*** GIVEN RECORDS ***
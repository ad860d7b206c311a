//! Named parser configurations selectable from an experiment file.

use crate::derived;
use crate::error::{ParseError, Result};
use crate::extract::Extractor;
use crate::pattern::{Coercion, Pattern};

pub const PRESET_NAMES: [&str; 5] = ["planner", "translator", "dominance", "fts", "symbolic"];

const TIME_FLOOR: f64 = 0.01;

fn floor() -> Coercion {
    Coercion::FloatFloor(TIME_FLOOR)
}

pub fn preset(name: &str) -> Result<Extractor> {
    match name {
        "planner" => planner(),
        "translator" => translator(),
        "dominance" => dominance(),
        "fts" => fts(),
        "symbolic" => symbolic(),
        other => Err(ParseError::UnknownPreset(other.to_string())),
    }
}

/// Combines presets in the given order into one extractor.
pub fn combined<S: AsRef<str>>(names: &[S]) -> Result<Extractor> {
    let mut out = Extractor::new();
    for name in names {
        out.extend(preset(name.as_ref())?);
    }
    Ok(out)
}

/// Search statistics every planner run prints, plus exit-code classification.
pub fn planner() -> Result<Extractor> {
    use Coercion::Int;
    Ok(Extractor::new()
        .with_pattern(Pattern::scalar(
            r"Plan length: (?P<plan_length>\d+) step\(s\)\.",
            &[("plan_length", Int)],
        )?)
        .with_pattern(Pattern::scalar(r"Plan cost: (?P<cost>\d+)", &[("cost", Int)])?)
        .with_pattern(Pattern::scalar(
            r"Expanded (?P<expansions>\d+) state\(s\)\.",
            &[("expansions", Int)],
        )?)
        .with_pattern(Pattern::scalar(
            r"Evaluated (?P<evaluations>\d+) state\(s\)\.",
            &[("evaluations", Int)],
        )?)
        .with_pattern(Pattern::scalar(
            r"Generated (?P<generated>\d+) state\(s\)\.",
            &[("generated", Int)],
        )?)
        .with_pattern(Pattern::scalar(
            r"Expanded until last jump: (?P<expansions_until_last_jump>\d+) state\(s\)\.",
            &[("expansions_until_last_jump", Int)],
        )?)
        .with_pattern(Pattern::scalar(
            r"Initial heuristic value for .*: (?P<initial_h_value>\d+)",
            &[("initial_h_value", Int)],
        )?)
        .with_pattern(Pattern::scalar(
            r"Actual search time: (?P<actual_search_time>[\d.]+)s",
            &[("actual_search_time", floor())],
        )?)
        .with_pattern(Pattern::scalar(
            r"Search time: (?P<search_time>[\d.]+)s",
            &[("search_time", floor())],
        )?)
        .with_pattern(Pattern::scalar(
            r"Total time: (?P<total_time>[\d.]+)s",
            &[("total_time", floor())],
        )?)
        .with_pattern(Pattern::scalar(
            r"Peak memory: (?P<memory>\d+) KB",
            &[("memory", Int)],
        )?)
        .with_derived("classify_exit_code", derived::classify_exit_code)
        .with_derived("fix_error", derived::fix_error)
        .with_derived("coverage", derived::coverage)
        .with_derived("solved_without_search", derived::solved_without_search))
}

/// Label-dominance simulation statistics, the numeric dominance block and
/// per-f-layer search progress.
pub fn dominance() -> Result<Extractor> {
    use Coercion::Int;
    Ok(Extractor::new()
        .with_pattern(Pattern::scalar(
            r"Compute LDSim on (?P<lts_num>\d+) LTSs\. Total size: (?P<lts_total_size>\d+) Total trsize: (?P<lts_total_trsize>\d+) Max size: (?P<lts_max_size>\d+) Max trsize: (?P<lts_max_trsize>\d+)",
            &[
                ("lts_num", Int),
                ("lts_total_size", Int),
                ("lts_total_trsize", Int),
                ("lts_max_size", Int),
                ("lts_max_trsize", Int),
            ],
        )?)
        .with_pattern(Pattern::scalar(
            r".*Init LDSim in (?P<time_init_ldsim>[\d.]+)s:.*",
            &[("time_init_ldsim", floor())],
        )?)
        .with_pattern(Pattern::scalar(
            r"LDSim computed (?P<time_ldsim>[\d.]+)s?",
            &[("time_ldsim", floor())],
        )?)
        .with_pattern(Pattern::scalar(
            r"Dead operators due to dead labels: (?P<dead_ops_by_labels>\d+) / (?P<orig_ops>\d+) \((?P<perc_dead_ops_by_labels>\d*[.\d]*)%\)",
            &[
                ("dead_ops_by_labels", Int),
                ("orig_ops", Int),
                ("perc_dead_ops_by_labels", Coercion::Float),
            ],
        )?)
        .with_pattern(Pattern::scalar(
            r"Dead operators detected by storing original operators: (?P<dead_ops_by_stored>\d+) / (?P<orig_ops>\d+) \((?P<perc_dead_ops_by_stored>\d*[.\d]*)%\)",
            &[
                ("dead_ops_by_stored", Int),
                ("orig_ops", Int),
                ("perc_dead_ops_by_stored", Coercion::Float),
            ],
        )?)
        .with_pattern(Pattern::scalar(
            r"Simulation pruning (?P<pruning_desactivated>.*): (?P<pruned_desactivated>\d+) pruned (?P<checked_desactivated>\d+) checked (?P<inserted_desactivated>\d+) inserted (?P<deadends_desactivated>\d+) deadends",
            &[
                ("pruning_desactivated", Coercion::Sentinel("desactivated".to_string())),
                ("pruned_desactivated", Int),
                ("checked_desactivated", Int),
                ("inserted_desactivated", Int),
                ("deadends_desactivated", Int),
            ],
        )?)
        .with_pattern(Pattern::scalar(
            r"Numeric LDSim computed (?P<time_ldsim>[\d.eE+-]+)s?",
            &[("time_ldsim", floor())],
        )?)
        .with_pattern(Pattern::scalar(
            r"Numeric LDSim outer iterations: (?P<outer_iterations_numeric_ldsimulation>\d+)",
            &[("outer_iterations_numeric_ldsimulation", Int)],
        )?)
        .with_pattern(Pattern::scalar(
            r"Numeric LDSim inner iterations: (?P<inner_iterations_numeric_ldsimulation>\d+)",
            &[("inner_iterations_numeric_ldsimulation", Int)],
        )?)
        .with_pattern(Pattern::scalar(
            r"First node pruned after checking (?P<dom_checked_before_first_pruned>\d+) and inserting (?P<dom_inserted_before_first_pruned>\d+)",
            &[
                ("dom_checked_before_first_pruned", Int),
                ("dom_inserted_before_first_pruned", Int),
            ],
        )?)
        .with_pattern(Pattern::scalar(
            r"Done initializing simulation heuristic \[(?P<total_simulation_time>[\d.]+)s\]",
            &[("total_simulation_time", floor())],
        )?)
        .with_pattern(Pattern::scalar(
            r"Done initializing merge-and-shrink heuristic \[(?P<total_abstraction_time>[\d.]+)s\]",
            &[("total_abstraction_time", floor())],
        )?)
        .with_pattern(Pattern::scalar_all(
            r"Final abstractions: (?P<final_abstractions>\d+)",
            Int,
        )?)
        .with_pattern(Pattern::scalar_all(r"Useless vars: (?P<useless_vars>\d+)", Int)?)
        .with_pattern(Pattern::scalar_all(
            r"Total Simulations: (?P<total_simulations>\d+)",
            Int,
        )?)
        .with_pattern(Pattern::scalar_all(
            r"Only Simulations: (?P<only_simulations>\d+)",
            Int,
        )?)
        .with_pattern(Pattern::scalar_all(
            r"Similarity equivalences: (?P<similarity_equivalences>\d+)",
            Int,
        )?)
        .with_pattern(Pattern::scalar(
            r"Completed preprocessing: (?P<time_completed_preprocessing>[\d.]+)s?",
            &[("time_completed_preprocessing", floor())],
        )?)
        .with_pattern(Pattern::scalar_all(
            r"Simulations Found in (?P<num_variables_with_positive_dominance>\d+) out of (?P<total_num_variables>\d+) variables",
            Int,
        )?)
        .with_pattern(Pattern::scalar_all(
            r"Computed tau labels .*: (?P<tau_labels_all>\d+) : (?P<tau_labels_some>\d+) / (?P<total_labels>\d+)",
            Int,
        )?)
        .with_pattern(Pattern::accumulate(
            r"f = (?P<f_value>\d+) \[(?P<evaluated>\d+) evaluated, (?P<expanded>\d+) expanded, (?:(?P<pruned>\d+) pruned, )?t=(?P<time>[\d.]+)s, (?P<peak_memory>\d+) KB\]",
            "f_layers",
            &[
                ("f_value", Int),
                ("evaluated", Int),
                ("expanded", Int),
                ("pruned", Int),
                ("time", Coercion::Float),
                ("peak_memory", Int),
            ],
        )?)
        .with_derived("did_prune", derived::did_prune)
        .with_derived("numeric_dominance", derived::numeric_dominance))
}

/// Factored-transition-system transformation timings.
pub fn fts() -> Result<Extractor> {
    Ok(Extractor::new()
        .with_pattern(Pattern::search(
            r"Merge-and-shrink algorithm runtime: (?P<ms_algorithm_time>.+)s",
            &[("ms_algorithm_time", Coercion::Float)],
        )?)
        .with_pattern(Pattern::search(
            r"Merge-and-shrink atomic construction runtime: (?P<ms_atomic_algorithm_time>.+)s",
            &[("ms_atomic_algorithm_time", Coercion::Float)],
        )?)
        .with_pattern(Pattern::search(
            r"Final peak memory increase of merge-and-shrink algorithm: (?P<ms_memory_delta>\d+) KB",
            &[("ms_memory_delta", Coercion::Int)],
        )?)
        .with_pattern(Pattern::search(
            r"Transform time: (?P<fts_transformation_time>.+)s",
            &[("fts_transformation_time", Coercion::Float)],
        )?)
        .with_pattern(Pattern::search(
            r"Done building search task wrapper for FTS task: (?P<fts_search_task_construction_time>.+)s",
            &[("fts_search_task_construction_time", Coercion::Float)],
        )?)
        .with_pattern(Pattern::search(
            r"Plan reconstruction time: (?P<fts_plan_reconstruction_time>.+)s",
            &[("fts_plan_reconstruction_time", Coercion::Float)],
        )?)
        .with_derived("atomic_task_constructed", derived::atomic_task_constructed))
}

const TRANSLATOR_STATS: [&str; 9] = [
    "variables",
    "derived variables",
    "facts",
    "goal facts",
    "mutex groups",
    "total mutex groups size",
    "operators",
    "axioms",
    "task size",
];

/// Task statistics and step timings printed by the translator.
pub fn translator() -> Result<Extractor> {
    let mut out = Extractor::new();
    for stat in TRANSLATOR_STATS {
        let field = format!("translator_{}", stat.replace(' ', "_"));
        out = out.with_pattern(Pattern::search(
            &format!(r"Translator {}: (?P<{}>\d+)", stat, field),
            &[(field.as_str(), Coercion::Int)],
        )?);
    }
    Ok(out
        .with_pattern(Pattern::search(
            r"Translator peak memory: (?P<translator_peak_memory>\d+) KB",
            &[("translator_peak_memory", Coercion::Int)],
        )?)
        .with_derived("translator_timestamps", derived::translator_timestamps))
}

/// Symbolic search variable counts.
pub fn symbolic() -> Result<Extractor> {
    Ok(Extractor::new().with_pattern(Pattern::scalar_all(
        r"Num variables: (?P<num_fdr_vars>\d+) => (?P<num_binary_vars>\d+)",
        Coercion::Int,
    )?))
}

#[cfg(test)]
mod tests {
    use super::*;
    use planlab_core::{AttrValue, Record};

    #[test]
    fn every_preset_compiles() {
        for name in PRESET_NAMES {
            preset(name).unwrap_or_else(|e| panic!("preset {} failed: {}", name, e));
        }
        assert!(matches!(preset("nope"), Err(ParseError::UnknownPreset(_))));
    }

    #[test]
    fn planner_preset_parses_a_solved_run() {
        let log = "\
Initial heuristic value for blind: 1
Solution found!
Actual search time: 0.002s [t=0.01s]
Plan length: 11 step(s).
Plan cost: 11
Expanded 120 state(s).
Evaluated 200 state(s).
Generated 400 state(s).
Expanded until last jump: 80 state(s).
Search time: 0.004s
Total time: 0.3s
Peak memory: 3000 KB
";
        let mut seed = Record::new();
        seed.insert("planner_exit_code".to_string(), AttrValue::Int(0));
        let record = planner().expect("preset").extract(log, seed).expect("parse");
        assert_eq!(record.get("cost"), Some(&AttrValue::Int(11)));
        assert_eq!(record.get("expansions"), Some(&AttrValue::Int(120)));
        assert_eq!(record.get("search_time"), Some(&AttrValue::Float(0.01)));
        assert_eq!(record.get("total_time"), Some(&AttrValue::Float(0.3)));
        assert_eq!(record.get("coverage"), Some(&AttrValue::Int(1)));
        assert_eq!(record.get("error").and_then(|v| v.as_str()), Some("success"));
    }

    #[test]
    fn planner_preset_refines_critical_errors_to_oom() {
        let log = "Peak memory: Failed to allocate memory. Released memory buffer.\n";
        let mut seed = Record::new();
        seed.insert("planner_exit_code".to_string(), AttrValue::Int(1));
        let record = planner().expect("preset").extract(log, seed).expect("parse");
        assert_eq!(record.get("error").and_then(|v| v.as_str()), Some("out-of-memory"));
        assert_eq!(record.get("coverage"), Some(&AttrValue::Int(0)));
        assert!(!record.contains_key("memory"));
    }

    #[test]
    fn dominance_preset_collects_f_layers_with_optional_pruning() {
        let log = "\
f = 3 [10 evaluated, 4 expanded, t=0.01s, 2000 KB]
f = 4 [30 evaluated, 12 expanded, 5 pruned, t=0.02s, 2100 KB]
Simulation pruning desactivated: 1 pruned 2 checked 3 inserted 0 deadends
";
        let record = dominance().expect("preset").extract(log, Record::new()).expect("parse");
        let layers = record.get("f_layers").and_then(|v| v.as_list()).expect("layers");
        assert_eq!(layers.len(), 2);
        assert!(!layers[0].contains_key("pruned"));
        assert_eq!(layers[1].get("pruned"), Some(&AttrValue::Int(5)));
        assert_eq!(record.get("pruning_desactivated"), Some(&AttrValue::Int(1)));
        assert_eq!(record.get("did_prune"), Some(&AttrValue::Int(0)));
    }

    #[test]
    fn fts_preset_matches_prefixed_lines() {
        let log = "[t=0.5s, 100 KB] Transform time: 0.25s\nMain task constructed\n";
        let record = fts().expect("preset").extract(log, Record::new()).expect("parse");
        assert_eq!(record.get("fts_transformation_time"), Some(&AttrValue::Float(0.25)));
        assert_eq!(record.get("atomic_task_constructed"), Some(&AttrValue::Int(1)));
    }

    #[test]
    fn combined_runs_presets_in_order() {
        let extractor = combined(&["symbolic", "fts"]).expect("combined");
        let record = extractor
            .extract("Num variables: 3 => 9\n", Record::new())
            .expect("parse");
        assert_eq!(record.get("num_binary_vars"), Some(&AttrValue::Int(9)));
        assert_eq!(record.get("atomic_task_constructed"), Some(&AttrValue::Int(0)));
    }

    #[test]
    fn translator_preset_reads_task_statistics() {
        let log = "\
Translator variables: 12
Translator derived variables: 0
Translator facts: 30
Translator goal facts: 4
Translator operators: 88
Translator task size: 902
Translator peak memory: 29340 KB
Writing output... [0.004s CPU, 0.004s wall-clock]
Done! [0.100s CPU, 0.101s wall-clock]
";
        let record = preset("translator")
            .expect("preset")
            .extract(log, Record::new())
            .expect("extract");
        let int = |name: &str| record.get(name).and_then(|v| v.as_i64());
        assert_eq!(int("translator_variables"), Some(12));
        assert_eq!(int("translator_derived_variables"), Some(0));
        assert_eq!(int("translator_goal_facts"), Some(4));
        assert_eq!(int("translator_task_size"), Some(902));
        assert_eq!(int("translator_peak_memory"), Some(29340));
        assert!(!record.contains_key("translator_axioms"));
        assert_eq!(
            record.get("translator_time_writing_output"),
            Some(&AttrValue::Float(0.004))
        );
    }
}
***
# WHAT THE TASK ASKS:
Please write out the material word for word from its first line through the line holding "pub fn preset(name: &str)", including both, and no line past it.

# WRITTEN REPLY:
repository ad860d7b206c311a
//! Named parser configurations selectable from an experiment file.

use crate::derived;
use crate::error::{ParseError, Result};
use crate::extract::Extractor;
use crate::pattern::{Coercion, Pattern};

pub const PRESET_NAMES: [&str; 5] = ["planner", "translator", "dominance", "fts", "symbolic"];

const TIME_FLOOR: f64 = 0.01;

fn floor() -> Coercion {
    Coercion::FloatFloor(TIME_FLOOR)
}

pub fn preset(name: &str) -> Result<Extractor> {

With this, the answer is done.